Thursday, August 30, 2007

Multiple Points of View

Recently, I have read two books that use multiple points of view to tell a story.

The first is The Floor of the Sky by Pamela Carter Joern. This title won an Alex Award for this year. In it, 16-year-old Lila comes to Nebraska to live with her grandmother, Toby, for the summer because she is pregnant. Because of her pregnancy, Lila is becoming estranged from her mother, much like Toby and Lila's mother have been for years. As the summer continues, some of the secrets that have kept each character isolated threaten to completely tear the family apart. The story is told from the perspectives of Toby, her sister Gertie, their neighbor George, and Lila herself. I had trouble with the style for awhile, because each perspective was told by a third person narrator in present tense. What I liked about the story was that the multiple perspectives highlight the isolation of each character, effectively and stylistically emphasizing a theme in this story.

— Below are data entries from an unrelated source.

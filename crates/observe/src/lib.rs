//! Observability setup shared between the binaries: logging initialization
//! and a panic hook that routes panics through the log format.
pub mod tracing;
//! Typed bindings for the well-known contracts the deployment tooling talks
//! to, generated with `alloy::sol!` from the JSON artifacts in `./artifacts`.
//!
//! Contracts created by the deployer itself are handled as opaque artifacts at
//! runtime; only contracts with fixed, well-known addresses get bindings here.

pub mod networks {
    pub const TOMOCHAIN: u64 = 88;
    pub const TOMOCHAIN_TESTNET: u64 = 89;
}

pub use alloy::providers::DynProvider as Provider;

/// Extension trait to attach some useful functions to the contract instance.
pub trait InstanceExt: Sized {
    /// Creates a contract instance at the expected address for the current
    /// network.
    fn deployed(
        provider: &Provider,
    ) -> impl std::future::Future<Output = anyhow::Result<Self>> + Send;
}

#[macro_export]
macro_rules! bindings {
    ($contract:ident, $($deployment_info:expr)?) => {
        paste::paste! {
            // Generate the main bindings in a private module. That allows
            // us to re-export all items in our own module while also adding
            // some items ourselves.
            #[allow(non_snake_case)]
            mod [<$contract Private>] {
                alloy::sol!(
                    #[allow(missing_docs)]
                    #[sol(rpc)]
                    $contract,
                    concat!("./artifacts/", stringify!($contract), ".json"),
                );
            }

            #[allow(non_snake_case)]
            pub mod $contract {
                use alloy::providers::DynProvider;

                pub use super::[<$contract Private>]::*;
                pub type Instance = $contract::[<$contract Instance>]<DynProvider>;

                $(
                use {
                    std::{sync::LazyLock, collections::HashMap},
                    alloy::{
                        providers::Provider,
                        primitives::{address, Address},
                    },
                    anyhow::{Context, Result},
                    $crate::networks::*,
                };

                pub static DEPLOYMENT_INFO: LazyLock<HashMap<u64, Address>> = LazyLock::new(|| {
                    $deployment_info
                });

                impl $crate::InstanceExt for Instance {
                    fn deployed(provider: &DynProvider) -> impl std::future::Future<Output = Result<Self>> + Send {
                        async move {
                            let chain_id = provider
                                .get_chain_id()
                                .await
                                .context("could not fetch current chain id")?;
                            let address = DEPLOYMENT_INFO
                                .get(&chain_id)
                                .with_context(|| format!("no deployment info for chain {chain_id:?}"))?;

                            Ok(Instance::new(
                                address.clone(),
                                provider.clone(),
                            ))
                        }
                    }
                }
                )*
            }
        }
    };
}

bindings!(
    TRC21Issuer,
    maplit::hashmap! {
        TOMOCHAIN => address!("0x8c0faeb5c6bed2129b8674f262fd45c4e9468bee"),
        TOMOCHAIN_TESTNET => address!("0x0e2c88753131ce01c7551b726b28bfd04e44003f"),
    }
);
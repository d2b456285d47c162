use {
    alloy::primitives::{Address, U256},
    clap::Parser,
    std::{path::PathBuf, time::Duration},
    url::Url,
};

#[derive(Parser)]
pub struct Arguments {
    /// The chain node URL to connect to.
    #[clap(long, env, default_value = "http://localhost:8545")]
    pub node_url: Url,

    /// Hex-encoded private key of the account funding the deployment.
    #[clap(long, env, hide_env_values = true)]
    pub private_key: String,

    /// Path to the deployment plan JSON file.
    #[clap(long, env)]
    pub plan: PathBuf,

    /// Directory containing one `<artifact>.json` file per artifact
    /// referenced by the plan.
    #[clap(long, env, default_value = "build/contracts")]
    pub artifacts: PathBuf,

    /// Shared configuration file deployment outputs are persisted to.
    /// Omit to skip persistence.
    #[clap(long, env)]
    pub config_file: Option<PathBuf>,

    /// Issuer contract address. Defaults to the well-known deployment for
    /// the connected network.
    #[clap(long, env)]
    pub issuer: Option<Address>,

    /// Capacity allowance in wei granted to each deployed contract that
    /// requests one.
    #[clap(long, env, default_value = "10000000000000000000")]
    pub capacity: U256,

    /// Explicit gas price in wei for grant transactions.
    #[clap(long, env, default_value = "10000000000000")]
    pub grant_gas_price: u128,

    /// Explicit gas limit for grant transactions.
    #[clap(long, env, default_value = "4000000")]
    pub grant_gas_limit: u64,

    /// Maximum time to wait for a submitted transaction to be confirmed.
    #[clap(long, env, default_value = "2m", value_parser = humantime::parse_duration)]
    pub confirmation_timeout: Duration,

    /// Block explorer base URL for best-effort source verification.
    #[clap(long, env)]
    pub explorer_url: Option<Url>,

    /// Directory with flattened `<artifact>.sol` sources submitted for
    /// verification.
    #[clap(long, env)]
    pub contract_sources: Option<PathBuf>,
}

impl std::fmt::Display for Arguments {
    fn fmt(&self, f: &mut std::fmt::Formatter<'_>) -> std::fmt::Result {
        writeln!(f, "node_url: {}", self.node_url)?;
        writeln!(f, "private_key: SECRET")?;
        writeln!(f, "plan: {}", self.plan.display())?;
        writeln!(f, "artifacts: {}", self.artifacts.display())?;
        writeln!(f, "config_file: {:?}", self.config_file)?;
        writeln!(f, "issuer: {:?}", self.issuer)?;
        writeln!(f, "capacity: {}", self.capacity)?;
        writeln!(f, "grant_gas_price: {}", self.grant_gas_price)?;
        writeln!(f, "grant_gas_limit: {}", self.grant_gas_limit)?;
        writeln!(f, "confirmation_timeout: {:?}", self.confirmation_timeout)?;
        writeln!(f, "explorer_url: {:?}", self.explorer_url)?;
        writeln!(f, "contract_sources: {:?}", self.contract_sources)?;
        Ok(())
    }
}
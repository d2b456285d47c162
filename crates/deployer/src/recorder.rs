//! Shared JSON configuration file recorder.
//!
//! Downstream services read deployment outputs from a single JSON document.
//! Each persisted key is applied as a read-modify-write that replaces the
//! file atomically, so a crash mid-run never leaves the file truncated and
//! keys written by earlier steps survive later failures.

use {
    crate::traits::ArtifactRecorder,
    anyhow::{Context, Result},
    serde_json::{Map, Value},
    std::path::{Path, PathBuf},
};

pub struct JsonFileRecorder {
    path: PathBuf,
}

impl JsonFileRecorder {
    pub fn new(path: impl Into<PathBuf>) -> Self {
        Self { path: path.into() }
    }

    fn read_document(&self) -> Result<Map<String, Value>> {
        match std::fs::read_to_string(&self.path) {
            Ok(contents) => serde_json::from_str(&contents)
                .with_context(|| format!("{} is not a JSON object", self.path.display())),
            Err(err) if err.kind() == std::io::ErrorKind::NotFound => Ok(Map::new()),
            Err(err) => Err(err)
                .with_context(|| format!("failed to read config file {}", self.path.display())),
        }
    }
}

#[async_trait::async_trait]
impl ArtifactRecorder for JsonFileRecorder {
    async fn persist(&self, key: &str, value: &Value) -> Result<()> {
        let mut document = self.read_document()?;
        document.insert(key.to_string(), value.clone());

        let directory = self.path.parent().unwrap_or(Path::new("."));
        let file = tempfile::NamedTempFile::new_in(directory)
            .context("failed to create temporary config file")?;
        serde_json::to_writer_pretty(&file, &Value::Object(document))
            .context("failed to serialize config")?;
        file.persist(&self.path)
            .with_context(|| format!("failed to replace {}", self.path.display()))?;
        tracing::debug!(key, path = %self.path.display(), "persisted");
        Ok(())
    }
}
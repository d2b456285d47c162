//! Truffle-style contract artifacts: the opaque ABI plus creation bytecode
//! referenced by plan steps.

use {
    alloy::primitives::Bytes,
    anyhow::{Context, Result, bail},
    serde::Deserialize,
    std::path::Path,
};

/// An ABI and creation bytecode pair loaded from `<dir>/<name>.json`.
///
/// The ABI is carried as an opaque JSON document. Nothing in this crate
/// interprets it beyond what constructor-argument encoding requires.
#[derive(Debug, Clone)]
pub struct Artifact {
    pub name: String,
    pub abi: serde_json::Value,
    pub bytecode: Bytes,
}

#[derive(Deserialize)]
struct RawArtifact {
    abi: serde_json::Value,
    bytecode: String,
}

impl Artifact {
    pub fn load(dir: &Path, name: &str) -> Result<Self> {
        let path = dir.join(format!("{name}.json"));
        let contents = std::fs::read_to_string(&path)
            .with_context(|| format!("failed to read artifact {}", path.display()))?;
        let raw: RawArtifact = serde_json::from_str(&contents)
            .with_context(|| format!("malformed artifact {}", path.display()))?;
        let bytecode: Bytes = raw
            .bytecode
            .parse()
            .with_context(|| format!("malformed bytecode in artifact {}", path.display()))?;
        if bytecode.is_empty() {
            bail!("artifact {name} has no creation bytecode, is it an interface?");
        }
        Ok(Self {
            name: name.to_string(),
            abi: raw.abi,
            bytecode,
        })
    }
}
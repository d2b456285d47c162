//! Declarative deployment plan: a list of contract-creation steps whose
//! constructor arguments may reference addresses produced by earlier steps.

use {
    alloy::primitives::{Address, U256},
    serde::{Deserialize, Deserializer, de},
    std::collections::HashMap,
};

/// One unit of on-chain contract creation plus an optional follow-up
/// capacity-grant call.
#[derive(Debug, Clone, Deserialize)]
#[serde(rename_all = "camelCase", deny_unknown_fields)]
pub struct DeploymentStep {
    /// Unique logical name. Also the key under which the deployed address
    /// and ABI are persisted.
    pub name: String,
    /// Name of the artifact (ABI + creation bytecode) to deploy.
    pub artifact: String,
    #[serde(default)]
    pub constructor_args: Vec<Arg>,
    /// Dependencies in addition to the ones implied by constructor argument
    /// placeholders.
    #[serde(default)]
    pub depends_on: Vec<String>,
    /// Whether to authorize the new contract with the issuer after
    /// deployment.
    #[serde(default)]
    pub grant_capacity: bool,
}

impl DeploymentStep {
    /// All step names this step depends on, explicit ones and the ones
    /// implied by placeholder arguments.
    pub fn dependencies(&self) -> impl Iterator<Item = &str> {
        self.depends_on.iter().map(String::as_str).chain(
            self.constructor_args.iter().filter_map(|arg| match arg {
                Arg::ContractAddress(name) => Some(name.as_str()),
                Arg::Value(_) => None,
            }),
        )
    }
}

/// A single constructor argument: either a concrete value or a placeholder
/// resolving to the address of a previously deployed step.
#[derive(Debug, Clone, PartialEq)]
pub enum Arg {
    Value(ArgValue),
    /// Written as `"$<step>.address"` in the plan file.
    ContractAddress(String),
}

/// A concrete constructor argument value.
#[derive(Debug, Clone, PartialEq)]
pub enum ArgValue {
    Address(Address),
    Uint(U256),
    Bool(bool),
    String(String),
}

impl<'de> Deserialize<'de> for Arg {
    fn deserialize<D>(deserializer: D) -> Result<Self, D::Error>
    where
        D: Deserializer<'de>,
    {
        match serde_json::Value::deserialize(deserializer)? {
            serde_json::Value::Bool(value) => Ok(Arg::Value(ArgValue::Bool(value))),
            serde_json::Value::Number(value) => {
                // JSON numbers above 2^64-1 lose precision in parsing; large
                // values must be written as decimal strings.
                let value = value.as_u64().ok_or_else(|| {
                    de::Error::custom(
                        "numeric constructor arguments must be unsigned integers that fit in 64 \
                         bits; write larger values as decimal strings",
                    )
                })?;
                Ok(Arg::Value(ArgValue::Uint(U256::from(value))))
            }
            serde_json::Value::String(value) => parse_string_arg(&value).map_err(de::Error::custom),
            other => Err(de::Error::custom(format!(
                "unsupported constructor argument: {other}"
            ))),
        }
    }
}

fn parse_string_arg(value: &str) -> Result<Arg, String> {
    if let Some(reference) = value.strip_prefix('$') {
        let name = reference.strip_suffix(".address").ok_or_else(|| {
            format!("malformed placeholder {value:?}, expected \"$<step>.address\"")
        })?;
        if name.is_empty() {
            return Err(format!("placeholder {value:?} references an empty step name"));
        }
        return Ok(Arg::ContractAddress(name.to_string()));
    }
    if value.starts_with("0x") && value.len() == 42 {
        let address = value
            .parse::<Address>()
            .map_err(|err| format!("malformed address {value:?}: {err}"))?;
        return Ok(Arg::Value(ArgValue::Address(address)));
    }
    // Values too large for a JSON number, typically wei-denominated amounts,
    // are written as decimal strings.
    if !value.is_empty() && value.bytes().all(|byte| byte.is_ascii_digit()) {
        let uint = value
            .parse::<U256>()
            .map_err(|err| format!("numeric argument {value:?} does not fit in 256 bits: {err}"))?;
        return Ok(Arg::Value(ArgValue::Uint(uint)));
    }
    Ok(Arg::Value(ArgValue::String(value.to_string())))
}

/// The full plan, in declaration order.
#[derive(Debug, Clone, Deserialize)]
#[serde(transparent)]
pub struct Plan {
    pub steps: Vec<DeploymentStep>,
}

#[derive(Debug, thiserror::Error, PartialEq)]
pub enum PlanError {
    #[error("duplicate step name {0:?}")]
    DuplicateStep(String),
    #[error("step {step:?} depends on unknown step {dependency:?}")]
    UnknownDependency { step: String, dependency: String },
    #[error("dependency cycle involving steps {0:?}")]
    CyclicDependency(Vec<String>),
}

impl Plan {
    /// Returns step indices in a valid execution order, or an error if the
    /// dependency graph is not a DAG over known step names. Pure; performs no
    /// I/O.
    ///
    /// Ties are broken by declaration order, so a plan that is already
    /// topologically sorted executes exactly as written.
    pub fn execution_order(&self) -> Result<Vec<usize>, PlanError> {
        let mut index_by_name = HashMap::new();
        for (index, step) in self.steps.iter().enumerate() {
            if index_by_name.insert(step.name.as_str(), index).is_some() {
                return Err(PlanError::DuplicateStep(step.name.clone()));
            }
        }

        let dependencies: Vec<Vec<usize>> = self
            .steps
            .iter()
            .map(|step| {
                step.dependencies()
                    .map(|dependency| {
                        index_by_name.get(dependency).copied().ok_or_else(|| {
                            PlanError::UnknownDependency {
                                step: step.name.clone(),
                                dependency: dependency.to_string(),
                            }
                        })
                    })
                    .collect::<Result<_, _>>()
            })
            .collect::<Result<_, _>>()?;

        let mut order = Vec::with_capacity(self.steps.len());
        let mut scheduled = vec![false; self.steps.len()];
        while order.len() < self.steps.len() {
            // Smallest-declaration-index step whose dependencies are all
            // scheduled. The plans are tiny, quadratic is fine.
            let next = (0..self.steps.len()).find(|&index| {
                !scheduled[index]
                    && dependencies[index]
                        .iter()
                        .all(|&dependency| scheduled[dependency])
            });
            match next {
                Some(index) => {
                    scheduled[index] = true;
                    order.push(index);
                }
                None => {
                    let stuck = self
                        .steps
                        .iter()
                        .enumerate()
                        .filter(|(index, _)| !scheduled[*index])
                        .map(|(_, step)| step.name.clone())
                        .collect();
                    return Err(PlanError::CyclicDependency(stuck));
                }
            }
        }
        Ok(order)
    }
}
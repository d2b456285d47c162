use clap::Parser;

#[tokio::main]
async fn main() {
    let args = deployer::arguments::Arguments::parse();
    observe::tracing::initialize(
        "warn,deployer=debug,contracts=debug",
        tracing::Level::ERROR.into(),
    );
    tracing::info!("running deployer with validated arguments:\n{}", args);
    deployer::main(args).await;
}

I also enjoyed reading about an area of the country I have not read about before, though this was also a troublesome spot for me in that I was originally not sure if the story was historical fiction or present day. Though I liked the story well enough, I personally had trouble relating to most of the characters because they were so much older than me and, by extension, had a very different take on life. As I learned more about the characters, their secrets, and their motives, I was more annoyed with them than understanding.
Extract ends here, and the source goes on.